Even if the literature includes several studies on (dynamic) OD-matrix estimation, this work attempts to assess the marginal value of additional data in terms of estimation precision. The additional data we have studied is arrival rates per station (which may be collected through AFC systems or specialized equipment), link flows (which may be collected by a vehicle weighing system) and average trip distances (from travel surveys). We explore this through a case study based on the London Piccadilly line in 2018, separating three time periods of the day (i.e., morning and afternoon peak hours, midday). We focus on the precision of the estimated time-dependent arrival rates and link flows, rather than on individual cells in the time-dependent OD matrix.

The results indicate that arrival rates per destination station (if enough) may improve the estimation, but in two cases of three, including data for a subset of destinations made the estimation worse. Perhaps contrary to expectations, it turns out to be valuable to have data for a very large share of destinations: the marginal value of acquiring more data, even for the last stations, is surprisingly high. Arrival rates (exit counts) can be collected easily for AFC systems which are based on “tap-in/tap-out” (such as London), but for entry-only AFC systems (such as Stockholm), special data collection equipment needs to be installed at exit gates. Our results suggest that installing such equipment may only lead to marginal improvements of the estimated OD-data unless a large (enough) share of stations is equipped. If such equipment is costly, it might be more cost-efficient to consider other forms of data collection, and to study the value of the collected data.

Similarly, the study of a subset of added link flows indicates that link estimation may improve but only if no prior additional data is already added. Otherwise, the estimates are better (than with no prior data) but do not improve with added link data. Thus, the marginal value of such detailed data may be insignificant if specific prior data is already included. These results show that detailed (often expensive) data may have a lower marginal value for the demand estimation and can therefore lead to less accurate demand-sensitive policy decisions, e.g., setting welfare-optimal line frequencies.

Based on a study case, the paper highlights that collecting additional, more detailed data (often more expensive) is not always leading to more accurate estimates, i.e., lower marginal value. Thus, the results emphasize the importance of considering both the costs of collecting such additional data and its marginal value.

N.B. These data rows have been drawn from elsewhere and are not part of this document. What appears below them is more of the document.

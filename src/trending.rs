// src/trending.rs
//! Cross-source trending detection.
//!
//! Pass 1 groups items by topic in input order. Each group is keyed by the signature
//! of its first member and compared against that member's title; a group accepts at
//! most one item per source. Pass 2 relabels: every input item whose title matches
//! the key of a group with two or more members is marked trending with that group's
//! member count.

use crate::item::{Item, SourceTag};
use crate::topic::{normalize, same_topic};
use tracing::debug;

#[derive(Debug)]
struct TopicGroup<'a> {
    key: String,
    representative_title: &'a str,
    sources: Vec<&'a SourceTag>,
}

/// A topic reported by at least two distinct sources.
#[derive(Debug, Clone, PartialEq, Eq)]
pub struct TrendingTopic {
    pub key: String,
    pub count: u32,
}

/// Topics from `items` that appear in two or more distinct sources, in first-seen order.
pub fn trending_topics(items: &[Item]) -> Vec<TrendingTopic> {
    let mut groups: Vec<TopicGroup<'_>> = Vec::new();

    for item in items {
        match groups
            .iter_mut()
            .find(|g| same_topic(&item.title, g.representative_title))
        {
            Some(group) => {
                // Same-source repeats neither join nor open a group.
                if !group.sources.contains(&&item.source) {
                    group.sources.push(&item.source);
                }
            }
            None => groups.push(TopicGroup {
                key: normalize(&item.title),
                representative_title: &item.title,
                sources: vec![&item.source],
            }),
        }
    }

    groups
        .into_iter()
        .filter(|g| g.sources.len() >= 2)
        .map(|g| TrendingTopic {
            key: g.key,
            count: g.sources.len() as u32,
        })
        .collect()
}

/// Annotate `items` with trending flags. Returns fresh copies in input order.
pub fn detect_trending(items: &[Item]) -> Vec<Item> {
    let topics = trending_topics(items);
    metrics::gauge!("aggregate_trending_topics").set(topics.len() as f64);
    for t in &topics {
        debug!(target: "trending", key = %t.key, count = t.count, "trending topic");
    }

    items
        .iter()
        .map(|item| {
            match topics.iter().find(|t| same_topic(&item.title, &t.key)) {
                Some(t) => item.with_trending(t.count),
                None => item.clone(),
            }
        })
        .collect()
}

#[cfg(test)]
mod tests {
    use super::*;

    fn it(id: &str, title: &str, source: SourceTag) -> Item {
        Item {
            id: id.into(),
            title: title.into(),
            source,
            engagement_score: 0,
            comment_count: 0,
            url: format!("https://example.com/{id}"),
            created_at: 0,
            permalink: format!("https://example.com/{id}"),
            source_rank: 1,
            trending: false,
            trending_count: None,
        }
    }

    fn sub(name: &str) -> SourceTag {
        SourceTag::Subreddit(name.into())
    }

    #[test]
    fn cross_source_pair_is_trending() {
        let items = vec![
            it("a", "Company X launches new AI chip", sub("technology")),
            it("b", "company x launches new ai chip today", SourceTag::HackerNews),
            it("c", "Kernel maintainers discuss memory safety", sub("programming")),
        ];
        let out = detect_trending(&items);
        assert!(out[0].trending && out[1].trending);
        assert_eq!(out[0].trending_count, Some(2));
        assert_eq!(out[1].trending_count, Some(2));
        assert!(!out[2].trending);
        assert_eq!(out[2].trending_count, None);
    }

    #[test]
    fn same_source_repeats_do_not_count() {
        let items = vec![
            it("a", "Company X launches new AI chip", sub("technology")),
            it("b", "Company X launches new AI chip today", sub("technology")),
        ];
        let out = detect_trending(&items);
        assert!(out.iter().all(|i| !i.trending));
    }

    #[test]
    fn relabel_covers_non_members() {
        // "b" is skipped as a same-source repeat during grouping but still matches
        // the trending key in the relabel pass.
        let items = vec![
            it("a", "Company X launches new AI chip", sub("technology")),
            it("b", "Company X launches new AI chip today", sub("technology")),
            it("c", "Company X launches AI chip", SourceTag::HackerNews),
        ];
        let out = detect_trending(&items);
        assert!(out.iter().all(|i| i.trending));
        assert!(out.iter().all(|i| i.trending_count == Some(2)));
    }

    #[test]
    fn counts_distinct_sources() {
        let items = vec![
            it("a", "Massive outage takes down cloud provider", sub("technology")),
            it("b", "Cloud provider outage massive", SourceTag::HackerNews),
            it("c", "Massive cloud provider outage explained", SourceTag::GoogleNews),
        ];
        let topics = trending_topics(&items);
        assert_eq!(topics.len(), 1);
        assert_eq!(topics[0].count, 3);
        assert_eq!(topics[0].key, normalize("Massive outage takes down cloud provider"));
    }

    #[test]
    fn input_is_not_mutated() {
        let items = vec![
            it("a", "Company X launches new AI chip", sub("technology")),
            it("b", "company x launches new ai chip today", SourceTag::HackerNews),
        ];
        let _ = detect_trending(&items);
        assert!(items.iter().all(|i| !i.trending));
    }
}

There are a number of possible future works that can further validate these results, e.g., using other estimation models, metrics for the valuation of the estimation quality, and by studying additional data sources in other case studies. For instance, we used the relative RMSE to quantify the precision of these estimates, but other metrics can be tested in future work, such as the implied optimal service frequencies (Ait-Ali et al. 2020), or levels of in-vehicle crowding (Çelebi and İmre 2020). Full-day estimation instead of per period can also be tested when additional data is lacking. However, assuming that the time-aggregated OD matrix is symmetric is a strong assumption, and is for example violated in our data set. Furthermore, such full-day estimation also requires additional computational power and can be intractable for large networks.

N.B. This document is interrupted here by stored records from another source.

// src/ingest/feed.rs
//! RSS 2.0 / Atom parsing into a flat entry list, in document order.

use quick_xml::de::from_str;
use serde::Deserialize;
use time::format_description::well_known::{Rfc2822, Rfc3339};
use time::{OffsetDateTime, UtcOffset};

use crate::error::{FetchError, FetchResult};

#[derive(Debug, Clone, PartialEq, Eq)]
pub struct FeedEntry {
    pub id: Option<String>,
    pub title: Option<String>,
    pub link: Option<String>,
    /// Unix seconds; 0 when absent or unparseable.
    pub published_at: i64,
    /// HTML body (Atom content/summary, RSS description).
    pub body: Option<String>,
    /// RSS `<source>` text, set by search aggregators.
    pub publisher: Option<String>,
}

#[derive(Debug, Default, Deserialize)]
struct Text {
    #[serde(rename = "$text", default)]
    value: String,
}

impl Text {
    fn into_opt(self) -> Option<String> {
        let v = self.value.trim();
        (!v.is_empty()).then(|| v.to_string())
    }
}

#[derive(Debug, Deserialize)]
struct Rss {
    channel: Channel,
}

#[derive(Debug, Deserialize)]
struct Channel {
    #[serde(rename = "item", default)]
    item: Vec<RssItem>,
}

#[derive(Debug, Deserialize)]
struct RssItem {
    title: Option<Text>,
    link: Option<String>,
    guid: Option<Text>,
    #[serde(rename = "pubDate")]
    pub_date: Option<String>,
    description: Option<Text>,
    source: Option<Text>,
}

#[derive(Debug, Deserialize)]
struct AtomFeed {
    #[serde(rename = "entry", default)]
    entry: Vec<AtomEntry>,
}

#[derive(Debug, Deserialize)]
struct AtomEntry {
    id: Option<String>,
    title: Option<Text>,
    #[serde(rename = "link", default)]
    link: Vec<AtomLink>,
    published: Option<String>,
    updated: Option<String>,
    content: Option<Text>,
    summary: Option<Text>,
}

#[derive(Debug, Deserialize)]
struct AtomLink {
    #[serde(rename = "@href")]
    href: Option<String>,
    #[serde(rename = "@rel")]
    rel: Option<String>,
}

/// Parse an RSS 2.0 or Atom document.
pub fn parse_feed(xml: &str) -> FetchResult<Vec<FeedEntry>> {
    let xml = scrub_html_entities_for_xml(xml);
    if xml.contains("<rss") {
        let rss: Rss = from_str(&xml)?;
        Ok(rss.channel.item.into_iter().map(rss_entry).collect())
    } else if xml.contains("<feed") {
        let feed: AtomFeed = from_str(&xml)?;
        Ok(feed.entry.into_iter().map(atom_entry).collect())
    } else {
        Err(FetchError::Parse(
            "document is neither RSS nor Atom".to_string(),
        ))
    }
}

fn rss_entry(it: RssItem) -> FeedEntry {
    FeedEntry {
        id: it.guid.and_then(Text::into_opt),
        title: it.title.and_then(Text::into_opt),
        link: it.link.map(|l| l.trim().to_string()).filter(|l| !l.is_empty()),
        published_at: it.pub_date.as_deref().map(parse_timestamp).unwrap_or(0),
        body: it.description.and_then(Text::into_opt),
        publisher: it.source.and_then(Text::into_opt),
    }
}

fn atom_entry(e: AtomEntry) -> FeedEntry {
    let link = e
        .link
        .iter()
        .find(|l| matches!(l.rel.as_deref(), None | Some("alternate")))
        .or_else(|| e.link.first())
        .and_then(|l| l.href.clone());
    let stamp = e.published.as_deref().or(e.updated.as_deref());
    FeedEntry {
        id: e.id.map(|s| s.trim().to_string()).filter(|s| !s.is_empty()),
        title: e.title.and_then(Text::into_opt),
        link,
        published_at: stamp.map(parse_timestamp).unwrap_or(0),
        body: e
            .content
            .and_then(Text::into_opt)
            .or_else(|| e.summary.and_then(Text::into_opt)),
        publisher: None,
    }
}

/// RFC 2822 (RSS) or RFC 3339 (Atom) to unix seconds; 0 if neither parses.
pub fn parse_timestamp(ts: &str) -> i64 {
    let ts = ts.trim();
    OffsetDateTime::parse(ts, &Rfc2822)
        .or_else(|_| OffsetDateTime::parse(ts, &Rfc3339))
        .map(|dt| dt.to_offset(UtcOffset::UTC).unix_timestamp())
        .ok()
        .or_else(|| {
            chrono::DateTime::parse_from_rfc2822(ts)
                .ok()
                .map(|dt| dt.timestamp())
        })
        .unwrap_or(0)
}

// quick-xml only knows the five XML entities.
fn scrub_html_entities_for_xml(s: &str) -> String {
    s.replace("&nbsp;", " ")
        .replace("&ndash;", "-")
        .replace("&mdash;", "-")
        .replace("&ldquo;", "\"")
        .replace("&rdquo;", "\"")
        .replace("&lsquo;", "'")
        .replace("&rsquo;", "'")
        .replace("&hellip;", "...")
}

Overall, information about average trip distances gives by far the greatest improvement of the estimation. Acquiring such estimates, from travel surveys, link flow measurements or other means is hence a priority. In this study, we have only used one average distance (per time period) for the whole line, but obviously, getting more detailed data (for parts of the line) would be highly valuable. Furthermore, instead of gradually including data based on the magnitude of the counts or flow, other orders can also be tested, e.g., based on job or home locations during peak hours. Closely related, the model can be adapted to find more valuable data collection strategies, e.g., data types and their spatiotemporal locations.